#### EXERCISE INSTRUCTIONS
Give the data again, word for word.

#### DATASET CONTENT

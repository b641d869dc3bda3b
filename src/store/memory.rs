//! In-memory tracking store using `DashMap`.
//!
//! Data is lost on process restart. Artifacts are held as bytes.

use std::collections::BTreeMap;
use std::path::Path;
use std::sync::atomic::{AtomicU64, Ordering};

use dashmap::mapref::one::RefMut;
use dashmap::DashMap;
use uuid::Uuid;

use super::artifacts::{cas_hash, read_source};
use super::{validate_artifact_path, validate_experiment_name, validate_key, TrackingStore};
use crate::error::{Error, Result};
use crate::experiment::{
    ArtifactRecord, ExperimentRecord, MetricRecord, ParamRecord, RunRecord, RunStatus,
};

/// Everything recorded against one run.
#[derive(Debug)]
struct RunEntry {
    record: RunRecord,
    params: BTreeMap<String, String>,
    metrics: Vec<MetricRecord>,
    tags: BTreeMap<String, String>,
    artifacts: BTreeMap<String, (ArtifactRecord, Vec<u8>)>,
}

impl RunEntry {
    fn new(record: RunRecord) -> Self {
        Self {
            record,
            params: BTreeMap::new(),
            metrics: Vec::new(),
            tags: BTreeMap::new(),
            artifacts: BTreeMap::new(),
        }
    }
}

/// In-memory tracking store.
///
/// Thread-safe: each run lives in one `DashMap` shard, so writes to a run
/// are serialised by the shard lock while distinct runs proceed in parallel.
///
/// # Example
///
/// ```rust
/// use run_recorder::store::{MemoryStore, TrackingStore};
///
/// let store = MemoryStore::new();
/// let first = store.get_or_create_experiment("house-prices").unwrap();
/// let again = store.get_or_create_experiment("house-prices").unwrap();
/// assert_eq!(first.experiment_id(), again.experiment_id());
/// ```
#[derive(Debug, Default)]
pub struct MemoryStore {
    experiments: DashMap<String, ExperimentRecord>,
    runs: DashMap<String, RunEntry>,
    next_experiment_id: AtomicU64,
}

impl MemoryStore {
    /// Create a new empty store.
    #[must_use]
    pub fn new() -> Self {
        Self::default()
    }

    /// Number of experiments.
    #[must_use]
    pub fn experiment_count(&self) -> usize {
        self.experiments.len()
    }

    /// Number of runs across all experiments.
    #[must_use]
    pub fn run_count(&self) -> usize {
        self.runs.len()
    }

    /// Check if the store holds no experiments.
    #[must_use]
    pub fn is_empty(&self) -> bool {
        self.experiments.is_empty()
    }

    fn entry(&self, run_id: &str) -> Result<RefMut<'_, String, RunEntry>> {
        self.runs
            .get_mut(run_id)
            .ok_or_else(|| Error::RunNotFound(run_id.to_string()))
    }

    fn active_entry(&self, run_id: &str) -> Result<RefMut<'_, String, RunEntry>> {
        let entry = self.entry(run_id)?;
        if entry.record.is_active() {
            Ok(entry)
        } else {
            Err(Error::RunClosed(run_id.to_string()))
        }
    }
}

impl TrackingStore for MemoryStore {
    fn get_or_create_experiment(&self, name: &str) -> Result<ExperimentRecord> {
        validate_experiment_name(name)?;
        let record = self
            .experiments
            .entry(name.to_string())
            .or_insert_with(|| {
                let id = self.next_experiment_id.fetch_add(1, Ordering::SeqCst);
                ExperimentRecord::new(id.to_string(), name)
            })
            .value()
            .clone();
        Ok(record)
    }

    fn get_experiment_by_name(&self, name: &str) -> Result<Option<ExperimentRecord>> {
        Ok(self.experiments.get(name).map(|e| e.value().clone()))
    }

    fn create_run(&self, experiment_id: &str) -> Result<RunRecord> {
        if !self
            .experiments
            .iter()
            .any(|e| e.experiment_id() == experiment_id)
        {
            return Err(Error::ExperimentResolution(format!(
                "experiment {experiment_id} does not exist"
            )));
        }
        let record = RunRecord::new(Uuid::new_v4().simple().to_string(), experiment_id);
        self.runs
            .insert(record.run_id().to_string(), RunEntry::new(record.clone()));
        Ok(record)
    }

    fn get_run(&self, run_id: &str) -> Result<RunRecord> {
        self.runs
            .get(run_id)
            .map(|entry| entry.record.clone())
            .ok_or_else(|| Error::RunNotFound(run_id.to_string()))
    }

    fn list_runs(&self, experiment_id: &str) -> Result<Vec<RunRecord>> {
        let mut runs: Vec<RunRecord> = self
            .runs
            .iter()
            .filter(|entry| entry.record.experiment_id() == experiment_id)
            .map(|entry| entry.record.clone())
            .collect();
        runs.sort_by(|a, b| {
            a.started_at()
                .cmp(&b.started_at())
                .then_with(|| a.run_id().cmp(b.run_id()))
        });
        Ok(runs)
    }

    fn end_run(&self, run_id: &str, status: RunStatus) -> Result<RunRecord> {
        let mut entry = self.entry(run_id)?;
        entry.record.finish(status)?;
        Ok(entry.record.clone())
    }

    fn log_param(&self, param: &ParamRecord) -> Result<()> {
        validate_key(param.key())?;
        let mut entry = self.active_entry(param.run_id())?;
        match entry.params.get(param.key()) {
            Some(existing) if existing == param.value() => Ok(()),
            Some(existing) => Err(Error::DuplicateParam {
                key: param.key().to_string(),
                existing: existing.clone(),
                attempted: param.value().to_string(),
            }),
            None => {
                entry
                    .params
                    .insert(param.key().to_string(), param.value().to_string());
                Ok(())
            }
        }
    }

    fn params(&self, run_id: &str) -> Result<Vec<ParamRecord>> {
        let entry = self.entry(run_id)?;
        Ok(entry
            .params
            .iter()
            .map(|(key, value)| ParamRecord::new(run_id, key.as_str(), value.as_str()))
            .collect())
    }

    fn log_metric(&self, metric: &MetricRecord) -> Result<()> {
        validate_key(metric.key())?;
        self.active_entry(metric.run_id())?.metrics.push(metric.clone());
        Ok(())
    }

    fn metric_history(&self, run_id: &str, key: &str) -> Result<Vec<MetricRecord>> {
        let entry = self.entry(run_id)?;
        Ok(entry
            .metrics
            .iter()
            .filter(|m| m.key() == key)
            .cloned()
            .collect())
    }

    fn metric_keys(&self, run_id: &str) -> Result<Vec<String>> {
        let entry = self.entry(run_id)?;
        let mut keys: Vec<String> = entry.metrics.iter().map(|m| m.key().to_string()).collect();
        keys.sort();
        keys.dedup();
        Ok(keys)
    }

    fn set_tag(&self, run_id: &str, key: &str, value: &str) -> Result<()> {
        validate_key(key)?;
        self.active_entry(run_id)?
            .tags
            .insert(key.to_string(), value.to_string());
        Ok(())
    }

    fn tags(&self, run_id: &str) -> Result<BTreeMap<String, String>> {
        Ok(self.entry(run_id)?.tags.clone())
    }

    fn put_artifact(&self, run_id: &str, path: &str, source: &Path) -> Result<ArtifactRecord> {
        validate_artifact_path(path)?;
        // Fail fast on a closed run before touching the source file.
        drop(self.active_entry(run_id)?);
        let bytes = read_source(source)?;
        let record = ArtifactRecord::new(run_id, path, cas_hash(&bytes), bytes.len() as u64);
        self.active_entry(run_id)?
            .artifacts
            .insert(path.to_string(), (record.clone(), bytes));
        Ok(record)
    }

    fn list_artifacts(&self, run_id: &str) -> Result<Vec<ArtifactRecord>> {
        let entry = self.entry(run_id)?;
        Ok(entry
            .artifacts
            .values()
            .map(|(record, _)| record.clone())
            .collect())
    }

    fn read_artifact(&self, run_id: &str, path: &str) -> Result<Vec<u8>> {
        let entry = self.entry(run_id)?;
        entry
            .artifacts
            .get(path)
            .map(|(_, bytes)| bytes.clone())
            .ok_or_else(|| Error::ArtifactNotFound(format!("runs:/{run_id}/{path}")))
    }
}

#### ANSWER SPACE
repository b641d869dc3bda3b
filename src/store/memory.rs
//! In-memory tracking store using `DashMap`.
//!
//! Data is lost on process restart. Artifacts are held as bytes.

use std::collections::BTreeMap;
use std::path::Path;
use std::sync::atomic::{AtomicU64, Ordering};

use dashmap::mapref::one::RefMut;
use dashmap::DashMap;
use uuid::Uuid;

use super::artifacts::{cas_hash, read_source};
use super::{validate_artifact_path, validate_experiment_name, validate_key, TrackingStore};
use crate::error::{Error, Result};
use crate::experiment::{
    ArtifactRecord, ExperimentRecord, MetricRecord, ParamRecord, RunRecord, RunStatus,
};

/// Everything recorded against one run.
#[derive(Debug)]
struct RunEntry {
    record: RunRecord,
    params: BTreeMap<String, String>,
    metrics: Vec<MetricRecord>,
    tags: BTreeMap<String, String>,
    artifacts: BTreeMap<String, (ArtifactRecord, Vec<u8>)>,
}

impl RunEntry {
    fn new(record: RunRecord) -> Self {
        Self {
            record,
            params: BTreeMap::new(),
            metrics: Vec::new(),
            tags: BTreeMap::new(),
            artifacts: BTreeMap::new(),
        }
    }
}

/// In-memory tracking store.
///
/// Thread-safe: each run lives in one `DashMap` shard, so writes to a run
/// are serialised by the shard lock while distinct runs proceed in parallel.
///
/// # Example
///
/// ```rust
/// use run_recorder::store::{MemoryStore, TrackingStore};
///
/// let store = MemoryStore::new();
/// let first = store.get_or_create_experiment("house-prices").unwrap();
/// let again = store.get_or_create_experiment("house-prices").unwrap();
/// assert_eq!(first.experiment_id(), again.experiment_id());
/// ```
#[derive(Debug, Default)]
pub struct MemoryStore {
    experiments: DashMap<String, ExperimentRecord>,
    runs: DashMap<String, RunEntry>,
    next_experiment_id: AtomicU64,
}

impl MemoryStore {
    /// Create a new empty store.
    #[must_use]
    pub fn new() -> Self {
        Self::default()
    }

    /// Number of experiments.
    #[must_use]
    pub fn experiment_count(&self) -> usize {
        self.experiments.len()
    }

    /// Number of runs across all experiments.
    #[must_use]
    pub fn run_count(&self) -> usize {
        self.runs.len()
    }

    /// Check if the store holds no experiments.
    #[must_use]
    pub fn is_empty(&self) -> bool {
        self.experiments.is_empty()
    }

    fn entry(&self, run_id: &str) -> Result<RefMut<'_, String, RunEntry>> {
        self.runs
            .get_mut(run_id)
            .ok_or_else(|| Error::RunNotFound(run_id.to_string()))
    }

    fn active_entry(&self, run_id: &str) -> Result<RefMut<'_, String, RunEntry>> {
        let entry = self.entry(run_id)?;
        if entry.record.is_active() {
            Ok(entry)
        } else {
            Err(Error::RunClosed(run_id.to_string()))
        }
    }
}

impl TrackingStore for MemoryStore {
    fn get_or_create_experiment(&self, name: &str) -> Result<ExperimentRecord> {
        validate_experiment_name(name)?;
        let record = self
            .experiments
            .entry(name.to_string())
            .or_insert_with(|| {
                let id = self.next_experiment_id.fetch_add(1, Ordering::SeqCst);
                ExperimentRecord::new(id.to_string(), name)
            })
            .value()
            .clone();
        Ok(record)
    }

    fn get_experiment_by_name(&self, name: &str) -> Result<Option<ExperimentRecord>> {
        Ok(self.experiments.get(name).map(|e| e.value().clone()))
    }

    fn create_run(&self, experiment_id: &str) -> Result<RunRecord> {
        if !self
            .experiments
            .iter()
            .any(|e| e.experiment_id() == experiment_id)
        {
            return Err(Error::ExperimentResolution(format!(
                "experiment {experiment_id} does not exist"
            )));
        }
        let record = RunRecord::new(Uuid::new_v4().simple().to_string(), experiment_id);
        self.runs
            .insert(record.run_id().to_string(), RunEntry::new(record.clone()));
        Ok(record)
    }

    fn get_run(&self, run_id: &str) -> Result<RunRecord> {
        self.runs
            .get(run_id)
            .map(|entry| entry.record.clone())
            .ok_or_else(|| Error::RunNotFound(run_id.to_string()))
    }

    fn list_runs(&self, experiment_id: &str) -> Result<Vec<RunRecord>> {
        let mut runs: Vec<RunRecord> = self
            .runs
            .iter()
            .filter(|entry| entry.record.experiment_id() == experiment_id)
            .map(|entry| entry.record.clone())
            .collect();
        runs.sort_by(|a, b| {
            a.started_at()
                .cmp(&b.started_at())
                .then_with(|| a.run_id().cmp(b.run_id()))
        });
        Ok(runs)
    }

    fn end_run(&self, run_id: &str, status: RunStatus) -> Result<RunRecord> {
        let mut entry = self.entry(run_id)?;
        entry.record.finish(status)?;
        Ok(entry.record.clone())
    }

    fn log_param(&self, param: &ParamRecord) -> Result<()> {
        validate_key(param.key())?;
        let mut entry = self.active_entry(param.run_id())?;
        match entry.params.get(param.key()) {
            Some(existing) if existing == param.value() => Ok(()),
            Some(existing) => Err(Error::DuplicateParam {
                key: param.key().to_string(),
                existing: existing.clone(),
                attempted: param.value().to_string(),
            }),
            None => {
                entry
                    .params
                    .insert(param.key().to_string(), param.value().to_string());
                Ok(())
            }
        }
    }

    fn params(&self, run_id: &str) -> Result<Vec<ParamRecord>> {
        let entry = self.entry(run_id)?;
        Ok(entry
            .params
            .iter()
            .map(|(key, value)| ParamRecord::new(run_id, key.as_str(), value.as_str()))
            .collect())
    }

    fn log_metric(&self, metric: &MetricRecord) -> Result<()> {
        validate_key(metric.key())?;
        self.active_entry(metric.run_id())?.metrics.push(metric.clone());
        Ok(())
    }

    fn metric_history(&self, run_id: &str, key: &str) -> Result<Vec<MetricRecord>> {
        let entry = self.entry(run_id)?;
        Ok(entry
            .metrics
            .iter()
            .filter(|m| m.key() == key)
            .cloned()
            .collect())
    }

    fn metric_keys(&self, run_id: &str) -> Result<Vec<String>> {
        let entry = self.entry(run_id)?;
        let mut keys: Vec<String> = entry.metrics.iter().map(|m| m.key().to_string()).collect();
        keys.sort();
        keys.dedup();
        Ok(keys)
    }

    fn set_tag(&self, run_id: &str, key: &str, value: &str) -> Result<()> {
        validate_key(key)?;
        self.active_entry(run_id)?
            .tags
            .insert(key.to_string(), value.to_string());
        Ok(())
    }

    fn tags(&self, run_id: &str) -> Result<BTreeMap<String, String>> {
        Ok(self.entry(run_id)?.tags.clone())
    }

    fn put_artifact(&self, run_id: &str, path: &str, source: &Path) -> Result<ArtifactRecord> {
        validate_artifact_path(path)?;
        // Fail fast on a closed run before touching the source file.
        drop(self.active_entry(run_id)?);
        let bytes = read_source(source)?;
        let record = ArtifactRecord::new(run_id, path, cas_hash(&bytes), bytes.len() as u64);
        self.active_entry(run_id)?
            .artifacts
            .insert(path.to_string(), (record.clone(), bytes));
        Ok(record)
    }

    fn list_artifacts(&self, run_id: &str) -> Result<Vec<ArtifactRecord>> {
        let entry = self.entry(run_id)?;
        Ok(entry
            .artifacts
            .values()
            .map(|(record, _)| record.clone())
            .collect())
    }

    fn read_artifact(&self, run_id: &str, path: &str) -> Result<Vec<u8>> {
        let entry = self.entry(run_id)?;
        entry
            .artifacts
            .get(path)
            .map(|(_, bytes)| bytes.clone())
            .ok_or_else(|| Error::ArtifactNotFound(format!("runs:/{run_id}/{path}")))
    }
}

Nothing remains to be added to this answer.